MATERIAL FOR THIS TASK:
Content starts

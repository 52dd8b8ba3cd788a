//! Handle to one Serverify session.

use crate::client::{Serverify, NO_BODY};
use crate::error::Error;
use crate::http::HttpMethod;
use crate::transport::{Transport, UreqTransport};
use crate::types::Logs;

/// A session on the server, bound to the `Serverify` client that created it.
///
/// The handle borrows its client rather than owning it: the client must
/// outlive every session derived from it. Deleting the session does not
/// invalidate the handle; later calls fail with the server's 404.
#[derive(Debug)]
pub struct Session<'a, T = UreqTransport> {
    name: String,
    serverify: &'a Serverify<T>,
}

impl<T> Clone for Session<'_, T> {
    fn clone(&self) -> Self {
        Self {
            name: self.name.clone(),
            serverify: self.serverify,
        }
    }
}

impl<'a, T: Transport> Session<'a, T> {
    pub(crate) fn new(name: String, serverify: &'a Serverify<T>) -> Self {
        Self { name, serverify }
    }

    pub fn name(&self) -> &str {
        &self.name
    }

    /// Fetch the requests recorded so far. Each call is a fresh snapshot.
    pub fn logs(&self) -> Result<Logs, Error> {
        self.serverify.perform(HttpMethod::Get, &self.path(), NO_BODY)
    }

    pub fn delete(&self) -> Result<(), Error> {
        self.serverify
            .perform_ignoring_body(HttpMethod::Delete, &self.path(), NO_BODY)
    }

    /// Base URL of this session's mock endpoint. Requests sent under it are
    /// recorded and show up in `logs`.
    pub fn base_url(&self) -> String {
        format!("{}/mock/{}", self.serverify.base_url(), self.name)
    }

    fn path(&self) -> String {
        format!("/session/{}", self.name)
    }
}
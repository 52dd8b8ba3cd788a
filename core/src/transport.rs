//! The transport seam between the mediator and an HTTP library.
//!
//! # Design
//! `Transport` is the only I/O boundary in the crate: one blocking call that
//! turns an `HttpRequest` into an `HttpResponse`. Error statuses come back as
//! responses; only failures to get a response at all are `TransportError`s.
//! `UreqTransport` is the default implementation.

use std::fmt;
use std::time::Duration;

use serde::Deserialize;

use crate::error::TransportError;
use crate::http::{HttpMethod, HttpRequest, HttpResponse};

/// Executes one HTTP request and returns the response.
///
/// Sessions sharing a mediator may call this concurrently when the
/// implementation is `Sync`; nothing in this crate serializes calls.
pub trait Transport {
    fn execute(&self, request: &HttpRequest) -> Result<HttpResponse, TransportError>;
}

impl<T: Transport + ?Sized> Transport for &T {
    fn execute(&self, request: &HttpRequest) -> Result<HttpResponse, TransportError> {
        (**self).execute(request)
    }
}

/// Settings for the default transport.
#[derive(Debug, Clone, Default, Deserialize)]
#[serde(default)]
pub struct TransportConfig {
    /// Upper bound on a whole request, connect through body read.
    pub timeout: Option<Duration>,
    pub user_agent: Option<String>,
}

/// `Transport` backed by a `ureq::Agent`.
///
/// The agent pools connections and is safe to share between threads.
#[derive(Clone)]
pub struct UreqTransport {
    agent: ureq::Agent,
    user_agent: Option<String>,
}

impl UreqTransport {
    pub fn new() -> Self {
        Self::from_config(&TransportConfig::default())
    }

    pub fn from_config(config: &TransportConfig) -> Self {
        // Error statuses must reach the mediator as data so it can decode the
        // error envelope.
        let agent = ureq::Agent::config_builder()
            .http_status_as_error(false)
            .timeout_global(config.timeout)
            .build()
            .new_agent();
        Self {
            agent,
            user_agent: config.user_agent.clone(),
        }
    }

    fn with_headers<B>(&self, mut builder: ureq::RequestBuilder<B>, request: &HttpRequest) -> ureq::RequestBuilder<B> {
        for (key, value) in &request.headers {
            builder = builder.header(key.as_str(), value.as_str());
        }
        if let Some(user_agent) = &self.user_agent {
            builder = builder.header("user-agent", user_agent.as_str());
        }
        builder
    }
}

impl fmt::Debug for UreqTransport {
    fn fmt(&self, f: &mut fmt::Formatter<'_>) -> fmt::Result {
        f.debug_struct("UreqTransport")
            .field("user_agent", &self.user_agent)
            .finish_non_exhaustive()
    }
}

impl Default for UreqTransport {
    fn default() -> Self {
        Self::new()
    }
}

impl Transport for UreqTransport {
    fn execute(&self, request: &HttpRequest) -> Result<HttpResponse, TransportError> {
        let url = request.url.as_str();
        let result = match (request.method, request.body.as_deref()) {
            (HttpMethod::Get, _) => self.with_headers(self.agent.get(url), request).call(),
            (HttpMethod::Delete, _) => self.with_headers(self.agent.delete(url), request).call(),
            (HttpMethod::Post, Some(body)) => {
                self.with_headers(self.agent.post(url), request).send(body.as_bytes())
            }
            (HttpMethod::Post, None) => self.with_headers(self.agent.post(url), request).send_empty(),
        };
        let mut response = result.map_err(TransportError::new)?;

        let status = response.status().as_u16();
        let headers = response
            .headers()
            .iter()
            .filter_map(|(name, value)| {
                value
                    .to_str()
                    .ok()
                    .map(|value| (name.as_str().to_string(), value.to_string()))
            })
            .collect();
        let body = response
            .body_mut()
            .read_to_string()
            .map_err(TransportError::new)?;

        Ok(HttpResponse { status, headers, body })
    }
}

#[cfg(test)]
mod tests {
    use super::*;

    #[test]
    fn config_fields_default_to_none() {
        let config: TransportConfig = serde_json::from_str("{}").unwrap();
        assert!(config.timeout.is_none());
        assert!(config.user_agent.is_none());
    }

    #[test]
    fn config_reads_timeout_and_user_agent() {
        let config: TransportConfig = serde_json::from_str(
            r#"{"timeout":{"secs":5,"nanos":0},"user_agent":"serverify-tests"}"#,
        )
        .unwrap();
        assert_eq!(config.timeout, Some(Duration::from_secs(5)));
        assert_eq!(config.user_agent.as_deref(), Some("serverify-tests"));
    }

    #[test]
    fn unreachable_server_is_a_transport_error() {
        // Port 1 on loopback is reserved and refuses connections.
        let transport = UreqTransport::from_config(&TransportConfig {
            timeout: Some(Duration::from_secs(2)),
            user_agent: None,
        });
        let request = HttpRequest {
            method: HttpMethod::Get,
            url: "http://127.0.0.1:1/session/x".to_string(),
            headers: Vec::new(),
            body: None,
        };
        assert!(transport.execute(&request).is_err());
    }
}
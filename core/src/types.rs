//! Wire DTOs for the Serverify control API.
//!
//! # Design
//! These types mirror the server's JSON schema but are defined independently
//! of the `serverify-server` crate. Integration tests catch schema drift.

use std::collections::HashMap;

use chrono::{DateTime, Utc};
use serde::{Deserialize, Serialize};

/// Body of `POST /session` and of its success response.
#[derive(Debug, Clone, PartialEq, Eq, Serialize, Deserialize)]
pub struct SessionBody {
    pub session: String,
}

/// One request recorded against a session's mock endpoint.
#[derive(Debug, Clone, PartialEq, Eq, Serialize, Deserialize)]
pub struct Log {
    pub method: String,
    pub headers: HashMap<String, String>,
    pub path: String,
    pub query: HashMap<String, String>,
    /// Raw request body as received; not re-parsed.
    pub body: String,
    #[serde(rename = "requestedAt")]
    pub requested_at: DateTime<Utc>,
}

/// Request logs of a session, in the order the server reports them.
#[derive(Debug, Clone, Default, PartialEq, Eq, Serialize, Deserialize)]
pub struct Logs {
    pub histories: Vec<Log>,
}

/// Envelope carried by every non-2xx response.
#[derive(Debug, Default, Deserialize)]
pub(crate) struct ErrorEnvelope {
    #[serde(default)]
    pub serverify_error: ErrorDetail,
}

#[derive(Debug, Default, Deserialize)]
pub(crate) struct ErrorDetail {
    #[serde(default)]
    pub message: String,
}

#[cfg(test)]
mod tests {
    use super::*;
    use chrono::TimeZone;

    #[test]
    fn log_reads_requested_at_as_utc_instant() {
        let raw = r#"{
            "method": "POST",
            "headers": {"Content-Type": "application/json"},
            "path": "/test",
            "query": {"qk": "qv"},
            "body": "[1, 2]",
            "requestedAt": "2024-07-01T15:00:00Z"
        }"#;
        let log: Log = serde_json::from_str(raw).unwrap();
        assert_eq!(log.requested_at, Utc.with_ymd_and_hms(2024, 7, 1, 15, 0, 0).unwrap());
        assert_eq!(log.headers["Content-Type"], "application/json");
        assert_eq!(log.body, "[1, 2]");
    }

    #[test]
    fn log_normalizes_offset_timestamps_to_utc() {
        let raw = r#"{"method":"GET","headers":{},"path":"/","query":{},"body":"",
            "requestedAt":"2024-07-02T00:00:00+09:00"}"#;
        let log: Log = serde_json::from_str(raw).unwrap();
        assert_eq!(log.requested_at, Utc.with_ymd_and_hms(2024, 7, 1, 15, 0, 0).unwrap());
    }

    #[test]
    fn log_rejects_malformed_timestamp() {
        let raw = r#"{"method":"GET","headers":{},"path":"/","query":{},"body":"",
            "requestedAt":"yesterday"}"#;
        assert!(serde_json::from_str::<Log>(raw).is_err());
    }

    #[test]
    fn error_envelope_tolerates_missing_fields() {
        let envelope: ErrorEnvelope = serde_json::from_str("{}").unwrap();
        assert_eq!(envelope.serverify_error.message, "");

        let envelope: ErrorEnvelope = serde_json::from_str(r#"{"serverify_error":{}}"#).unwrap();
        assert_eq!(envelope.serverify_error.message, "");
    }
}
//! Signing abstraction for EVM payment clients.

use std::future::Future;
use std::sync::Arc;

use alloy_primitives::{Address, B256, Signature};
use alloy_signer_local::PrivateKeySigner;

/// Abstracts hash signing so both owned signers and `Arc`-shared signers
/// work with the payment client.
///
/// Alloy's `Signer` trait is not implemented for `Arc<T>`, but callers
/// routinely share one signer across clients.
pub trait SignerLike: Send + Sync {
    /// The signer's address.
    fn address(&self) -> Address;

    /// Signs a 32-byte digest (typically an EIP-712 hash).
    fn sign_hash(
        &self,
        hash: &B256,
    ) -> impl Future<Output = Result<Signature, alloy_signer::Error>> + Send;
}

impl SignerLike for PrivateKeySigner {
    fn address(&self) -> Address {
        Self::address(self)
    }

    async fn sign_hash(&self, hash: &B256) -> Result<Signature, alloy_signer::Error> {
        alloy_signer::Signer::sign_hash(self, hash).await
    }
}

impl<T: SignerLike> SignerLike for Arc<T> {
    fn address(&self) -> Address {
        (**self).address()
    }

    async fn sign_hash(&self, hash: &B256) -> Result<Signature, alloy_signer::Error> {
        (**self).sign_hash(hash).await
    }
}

Content ends
Content starts

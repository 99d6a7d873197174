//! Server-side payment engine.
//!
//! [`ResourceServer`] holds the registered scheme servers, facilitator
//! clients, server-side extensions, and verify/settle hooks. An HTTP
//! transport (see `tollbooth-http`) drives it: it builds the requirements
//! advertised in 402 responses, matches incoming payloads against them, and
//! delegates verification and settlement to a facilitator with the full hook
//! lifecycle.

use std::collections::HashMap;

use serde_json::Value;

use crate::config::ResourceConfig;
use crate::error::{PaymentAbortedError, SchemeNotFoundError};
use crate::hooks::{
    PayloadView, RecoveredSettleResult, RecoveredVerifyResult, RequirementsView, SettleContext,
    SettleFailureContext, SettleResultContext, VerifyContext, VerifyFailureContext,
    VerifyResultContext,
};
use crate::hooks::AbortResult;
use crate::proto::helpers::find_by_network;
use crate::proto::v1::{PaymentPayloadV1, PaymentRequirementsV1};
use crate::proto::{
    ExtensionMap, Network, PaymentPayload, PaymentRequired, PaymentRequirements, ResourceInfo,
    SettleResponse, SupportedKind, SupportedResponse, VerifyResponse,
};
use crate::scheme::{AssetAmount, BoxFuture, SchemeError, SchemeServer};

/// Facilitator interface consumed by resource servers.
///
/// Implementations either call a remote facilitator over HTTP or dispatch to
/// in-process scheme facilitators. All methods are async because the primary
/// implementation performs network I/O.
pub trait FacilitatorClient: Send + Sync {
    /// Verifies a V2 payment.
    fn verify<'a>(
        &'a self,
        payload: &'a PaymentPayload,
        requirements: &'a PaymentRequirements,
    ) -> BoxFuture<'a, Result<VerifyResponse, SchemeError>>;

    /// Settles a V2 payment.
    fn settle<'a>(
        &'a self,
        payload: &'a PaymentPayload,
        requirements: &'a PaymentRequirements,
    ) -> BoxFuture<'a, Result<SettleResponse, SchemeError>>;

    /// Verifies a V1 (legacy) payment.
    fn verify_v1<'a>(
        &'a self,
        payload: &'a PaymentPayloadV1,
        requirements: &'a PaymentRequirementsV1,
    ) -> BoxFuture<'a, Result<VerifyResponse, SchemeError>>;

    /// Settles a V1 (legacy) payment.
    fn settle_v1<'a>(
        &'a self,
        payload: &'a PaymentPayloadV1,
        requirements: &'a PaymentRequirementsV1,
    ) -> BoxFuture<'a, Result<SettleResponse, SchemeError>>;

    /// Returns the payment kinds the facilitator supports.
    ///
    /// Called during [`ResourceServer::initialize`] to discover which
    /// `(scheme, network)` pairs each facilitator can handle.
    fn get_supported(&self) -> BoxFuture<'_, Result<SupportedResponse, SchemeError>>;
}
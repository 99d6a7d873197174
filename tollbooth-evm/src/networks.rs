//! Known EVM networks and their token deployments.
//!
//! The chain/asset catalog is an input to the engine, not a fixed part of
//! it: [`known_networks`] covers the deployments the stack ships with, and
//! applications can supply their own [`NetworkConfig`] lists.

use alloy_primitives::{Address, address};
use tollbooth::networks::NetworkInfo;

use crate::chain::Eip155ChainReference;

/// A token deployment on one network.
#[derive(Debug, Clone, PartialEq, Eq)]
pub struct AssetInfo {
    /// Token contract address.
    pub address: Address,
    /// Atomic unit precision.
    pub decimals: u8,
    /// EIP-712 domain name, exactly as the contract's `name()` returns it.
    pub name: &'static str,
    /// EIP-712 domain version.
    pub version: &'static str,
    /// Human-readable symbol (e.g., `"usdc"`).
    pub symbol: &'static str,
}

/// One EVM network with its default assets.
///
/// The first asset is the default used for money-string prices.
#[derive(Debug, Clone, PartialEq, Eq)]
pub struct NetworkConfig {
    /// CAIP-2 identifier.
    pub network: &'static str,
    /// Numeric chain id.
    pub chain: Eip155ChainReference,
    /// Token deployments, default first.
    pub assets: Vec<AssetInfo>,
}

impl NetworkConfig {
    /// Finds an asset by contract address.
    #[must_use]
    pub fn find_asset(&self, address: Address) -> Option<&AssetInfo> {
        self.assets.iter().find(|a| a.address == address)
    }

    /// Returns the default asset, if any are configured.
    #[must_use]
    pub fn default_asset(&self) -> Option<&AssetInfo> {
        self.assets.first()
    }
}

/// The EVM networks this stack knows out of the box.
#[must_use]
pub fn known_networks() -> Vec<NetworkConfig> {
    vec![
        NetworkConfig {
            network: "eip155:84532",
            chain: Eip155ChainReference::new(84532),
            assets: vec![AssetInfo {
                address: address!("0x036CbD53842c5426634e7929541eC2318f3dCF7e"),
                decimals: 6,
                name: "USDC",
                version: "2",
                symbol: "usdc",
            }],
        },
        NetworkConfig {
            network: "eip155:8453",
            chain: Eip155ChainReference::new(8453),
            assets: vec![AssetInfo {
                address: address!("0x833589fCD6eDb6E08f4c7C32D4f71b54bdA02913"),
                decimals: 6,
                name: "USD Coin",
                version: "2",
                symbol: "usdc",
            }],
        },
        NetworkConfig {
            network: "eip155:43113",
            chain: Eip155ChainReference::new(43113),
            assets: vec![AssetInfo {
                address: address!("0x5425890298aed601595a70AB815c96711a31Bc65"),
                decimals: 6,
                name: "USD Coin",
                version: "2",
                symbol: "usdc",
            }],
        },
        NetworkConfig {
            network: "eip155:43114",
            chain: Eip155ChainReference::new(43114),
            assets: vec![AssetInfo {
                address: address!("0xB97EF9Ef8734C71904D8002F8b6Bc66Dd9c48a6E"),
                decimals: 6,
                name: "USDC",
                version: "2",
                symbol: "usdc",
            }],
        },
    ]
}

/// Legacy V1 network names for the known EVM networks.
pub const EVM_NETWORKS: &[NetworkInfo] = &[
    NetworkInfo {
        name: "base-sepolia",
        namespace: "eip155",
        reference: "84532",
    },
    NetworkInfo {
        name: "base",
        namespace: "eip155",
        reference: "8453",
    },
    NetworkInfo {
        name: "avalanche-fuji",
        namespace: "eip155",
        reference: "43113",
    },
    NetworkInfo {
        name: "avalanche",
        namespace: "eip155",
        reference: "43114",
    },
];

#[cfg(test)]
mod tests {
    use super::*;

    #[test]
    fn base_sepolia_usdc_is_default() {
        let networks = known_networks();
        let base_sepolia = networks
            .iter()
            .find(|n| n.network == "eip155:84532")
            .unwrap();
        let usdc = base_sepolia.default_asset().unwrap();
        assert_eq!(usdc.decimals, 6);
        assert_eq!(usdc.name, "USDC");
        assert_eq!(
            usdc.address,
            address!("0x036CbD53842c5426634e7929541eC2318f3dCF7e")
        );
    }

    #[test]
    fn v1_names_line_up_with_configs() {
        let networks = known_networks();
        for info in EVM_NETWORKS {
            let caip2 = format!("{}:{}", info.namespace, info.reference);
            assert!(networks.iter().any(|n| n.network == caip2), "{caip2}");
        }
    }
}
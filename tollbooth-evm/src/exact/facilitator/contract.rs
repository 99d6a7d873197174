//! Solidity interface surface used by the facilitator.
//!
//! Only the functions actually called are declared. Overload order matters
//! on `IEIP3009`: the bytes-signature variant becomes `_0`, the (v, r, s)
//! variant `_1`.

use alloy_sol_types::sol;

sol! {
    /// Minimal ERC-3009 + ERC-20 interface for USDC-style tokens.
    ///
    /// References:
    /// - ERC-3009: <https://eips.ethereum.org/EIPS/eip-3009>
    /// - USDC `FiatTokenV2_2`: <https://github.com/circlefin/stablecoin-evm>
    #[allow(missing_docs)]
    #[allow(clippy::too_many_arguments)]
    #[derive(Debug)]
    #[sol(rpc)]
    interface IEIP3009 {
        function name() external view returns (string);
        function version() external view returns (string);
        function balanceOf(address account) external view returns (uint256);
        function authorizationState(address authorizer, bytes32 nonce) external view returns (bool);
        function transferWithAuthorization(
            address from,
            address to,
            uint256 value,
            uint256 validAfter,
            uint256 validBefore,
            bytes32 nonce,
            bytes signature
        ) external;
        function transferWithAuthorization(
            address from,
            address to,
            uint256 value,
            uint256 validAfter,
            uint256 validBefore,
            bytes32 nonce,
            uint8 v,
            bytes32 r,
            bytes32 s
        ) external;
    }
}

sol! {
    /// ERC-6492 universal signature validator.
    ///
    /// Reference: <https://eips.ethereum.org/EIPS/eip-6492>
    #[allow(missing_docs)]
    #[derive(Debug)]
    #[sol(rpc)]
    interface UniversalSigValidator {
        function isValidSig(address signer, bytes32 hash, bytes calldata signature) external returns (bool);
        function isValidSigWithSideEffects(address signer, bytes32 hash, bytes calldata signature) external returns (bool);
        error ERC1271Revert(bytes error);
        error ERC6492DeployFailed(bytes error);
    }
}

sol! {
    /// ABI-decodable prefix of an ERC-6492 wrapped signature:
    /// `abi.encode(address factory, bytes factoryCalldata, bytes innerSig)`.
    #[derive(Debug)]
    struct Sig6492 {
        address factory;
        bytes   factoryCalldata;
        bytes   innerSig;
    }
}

Content ends
Content starts

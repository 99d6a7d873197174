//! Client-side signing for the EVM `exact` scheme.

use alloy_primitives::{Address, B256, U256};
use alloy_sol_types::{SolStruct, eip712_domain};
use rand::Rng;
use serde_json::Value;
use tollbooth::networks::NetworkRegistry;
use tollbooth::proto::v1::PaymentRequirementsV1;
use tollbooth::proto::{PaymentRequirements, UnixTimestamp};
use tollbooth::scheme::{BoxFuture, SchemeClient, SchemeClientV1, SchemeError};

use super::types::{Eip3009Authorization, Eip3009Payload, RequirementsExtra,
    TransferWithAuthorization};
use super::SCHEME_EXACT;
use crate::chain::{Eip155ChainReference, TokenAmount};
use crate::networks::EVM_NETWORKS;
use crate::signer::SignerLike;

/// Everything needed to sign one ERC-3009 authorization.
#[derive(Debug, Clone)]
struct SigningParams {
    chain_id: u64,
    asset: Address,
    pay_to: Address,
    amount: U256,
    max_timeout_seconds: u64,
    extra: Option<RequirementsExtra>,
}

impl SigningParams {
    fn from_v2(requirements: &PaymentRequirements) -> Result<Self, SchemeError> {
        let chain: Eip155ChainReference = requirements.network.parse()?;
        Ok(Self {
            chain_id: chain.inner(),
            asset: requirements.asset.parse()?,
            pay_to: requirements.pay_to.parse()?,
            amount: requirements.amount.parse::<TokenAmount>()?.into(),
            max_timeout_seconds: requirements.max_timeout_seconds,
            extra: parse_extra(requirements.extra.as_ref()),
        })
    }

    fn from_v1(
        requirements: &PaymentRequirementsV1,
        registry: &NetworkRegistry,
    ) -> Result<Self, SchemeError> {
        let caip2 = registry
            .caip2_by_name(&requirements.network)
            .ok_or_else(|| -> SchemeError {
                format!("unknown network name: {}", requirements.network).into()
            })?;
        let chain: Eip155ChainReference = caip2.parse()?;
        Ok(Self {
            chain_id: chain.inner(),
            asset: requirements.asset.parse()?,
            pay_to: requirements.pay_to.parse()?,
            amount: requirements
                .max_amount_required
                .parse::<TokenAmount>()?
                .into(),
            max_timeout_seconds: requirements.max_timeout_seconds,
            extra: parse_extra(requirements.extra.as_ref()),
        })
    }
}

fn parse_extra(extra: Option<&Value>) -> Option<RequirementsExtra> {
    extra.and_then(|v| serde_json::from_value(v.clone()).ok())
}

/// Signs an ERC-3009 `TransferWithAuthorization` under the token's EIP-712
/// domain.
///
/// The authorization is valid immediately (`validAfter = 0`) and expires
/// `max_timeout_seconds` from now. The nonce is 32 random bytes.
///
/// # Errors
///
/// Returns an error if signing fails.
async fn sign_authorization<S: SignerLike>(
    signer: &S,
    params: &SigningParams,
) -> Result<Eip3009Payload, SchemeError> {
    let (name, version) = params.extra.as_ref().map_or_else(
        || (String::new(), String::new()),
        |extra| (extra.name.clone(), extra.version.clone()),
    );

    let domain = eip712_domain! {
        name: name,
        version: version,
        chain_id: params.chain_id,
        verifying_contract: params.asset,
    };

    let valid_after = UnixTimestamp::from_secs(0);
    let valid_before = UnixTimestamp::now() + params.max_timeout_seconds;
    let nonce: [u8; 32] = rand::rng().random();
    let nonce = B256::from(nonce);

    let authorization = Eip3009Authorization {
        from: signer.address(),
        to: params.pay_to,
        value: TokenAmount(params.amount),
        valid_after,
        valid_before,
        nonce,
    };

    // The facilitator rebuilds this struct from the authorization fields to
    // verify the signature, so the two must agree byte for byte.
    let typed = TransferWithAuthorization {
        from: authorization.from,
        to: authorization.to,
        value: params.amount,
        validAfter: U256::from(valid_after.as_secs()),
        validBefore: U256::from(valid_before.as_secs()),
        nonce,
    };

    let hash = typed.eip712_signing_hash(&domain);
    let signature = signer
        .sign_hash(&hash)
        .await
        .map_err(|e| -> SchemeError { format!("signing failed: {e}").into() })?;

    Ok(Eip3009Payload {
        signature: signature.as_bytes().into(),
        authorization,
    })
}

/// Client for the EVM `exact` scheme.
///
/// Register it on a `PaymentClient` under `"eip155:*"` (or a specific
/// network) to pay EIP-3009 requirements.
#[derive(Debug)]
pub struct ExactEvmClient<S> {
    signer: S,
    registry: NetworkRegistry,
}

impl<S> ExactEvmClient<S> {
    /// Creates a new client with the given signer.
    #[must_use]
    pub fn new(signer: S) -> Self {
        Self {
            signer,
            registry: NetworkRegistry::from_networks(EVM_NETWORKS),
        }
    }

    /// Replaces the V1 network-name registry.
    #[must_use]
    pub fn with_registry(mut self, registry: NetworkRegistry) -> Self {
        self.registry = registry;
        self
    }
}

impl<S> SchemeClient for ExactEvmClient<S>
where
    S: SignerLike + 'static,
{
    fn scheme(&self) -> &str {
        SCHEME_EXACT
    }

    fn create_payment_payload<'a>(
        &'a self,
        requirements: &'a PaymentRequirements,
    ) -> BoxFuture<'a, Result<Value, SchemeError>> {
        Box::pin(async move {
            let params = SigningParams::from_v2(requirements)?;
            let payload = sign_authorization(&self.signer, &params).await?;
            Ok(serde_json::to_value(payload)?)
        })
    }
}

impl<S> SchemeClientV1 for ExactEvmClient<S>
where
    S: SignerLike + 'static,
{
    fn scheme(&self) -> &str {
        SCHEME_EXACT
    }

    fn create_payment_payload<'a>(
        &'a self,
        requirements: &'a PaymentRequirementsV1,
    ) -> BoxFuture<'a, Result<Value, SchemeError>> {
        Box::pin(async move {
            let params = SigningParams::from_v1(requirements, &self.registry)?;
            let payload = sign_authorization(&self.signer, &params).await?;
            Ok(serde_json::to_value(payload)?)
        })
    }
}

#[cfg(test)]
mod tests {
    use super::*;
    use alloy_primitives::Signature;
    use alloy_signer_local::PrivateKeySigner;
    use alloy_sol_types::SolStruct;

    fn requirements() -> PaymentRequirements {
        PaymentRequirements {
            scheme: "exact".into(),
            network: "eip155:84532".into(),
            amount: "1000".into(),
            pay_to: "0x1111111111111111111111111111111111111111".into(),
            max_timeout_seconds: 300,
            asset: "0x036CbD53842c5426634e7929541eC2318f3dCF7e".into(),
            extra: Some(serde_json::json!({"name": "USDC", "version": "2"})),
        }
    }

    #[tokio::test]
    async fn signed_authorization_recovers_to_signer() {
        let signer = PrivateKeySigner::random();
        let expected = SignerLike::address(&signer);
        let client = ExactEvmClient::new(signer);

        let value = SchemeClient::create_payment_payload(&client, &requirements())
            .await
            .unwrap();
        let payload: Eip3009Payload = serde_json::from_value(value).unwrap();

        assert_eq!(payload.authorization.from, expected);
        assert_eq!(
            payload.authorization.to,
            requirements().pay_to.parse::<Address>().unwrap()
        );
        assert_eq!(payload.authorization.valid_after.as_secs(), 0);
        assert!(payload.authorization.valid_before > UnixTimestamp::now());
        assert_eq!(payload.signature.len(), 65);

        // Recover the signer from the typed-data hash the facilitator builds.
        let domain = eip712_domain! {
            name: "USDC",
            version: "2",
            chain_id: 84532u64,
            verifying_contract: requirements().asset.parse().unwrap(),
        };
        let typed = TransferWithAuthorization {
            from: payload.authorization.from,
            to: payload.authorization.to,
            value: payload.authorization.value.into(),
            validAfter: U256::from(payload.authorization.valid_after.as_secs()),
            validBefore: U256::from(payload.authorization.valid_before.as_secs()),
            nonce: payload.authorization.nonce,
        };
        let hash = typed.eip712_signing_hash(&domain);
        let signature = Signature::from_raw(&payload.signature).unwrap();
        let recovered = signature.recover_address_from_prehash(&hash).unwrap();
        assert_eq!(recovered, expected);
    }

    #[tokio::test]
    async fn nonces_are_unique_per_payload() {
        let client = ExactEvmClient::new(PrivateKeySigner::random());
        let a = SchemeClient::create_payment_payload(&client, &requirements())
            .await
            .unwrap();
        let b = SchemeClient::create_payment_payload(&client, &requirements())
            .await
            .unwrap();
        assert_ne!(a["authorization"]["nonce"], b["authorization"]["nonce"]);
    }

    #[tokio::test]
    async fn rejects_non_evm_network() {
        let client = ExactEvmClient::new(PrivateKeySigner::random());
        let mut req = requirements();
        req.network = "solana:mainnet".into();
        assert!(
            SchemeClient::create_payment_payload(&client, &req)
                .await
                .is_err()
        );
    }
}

Content ends

EXERCISE PROMPT: Every line of the listing that holds the word "ResourceServer" is to be found and copied.

COMPLETED TASK:
//! [`ResourceServer`] holds the registered scheme servers, facilitator
    /// Called during [`ResourceServer::initialize`] to discover which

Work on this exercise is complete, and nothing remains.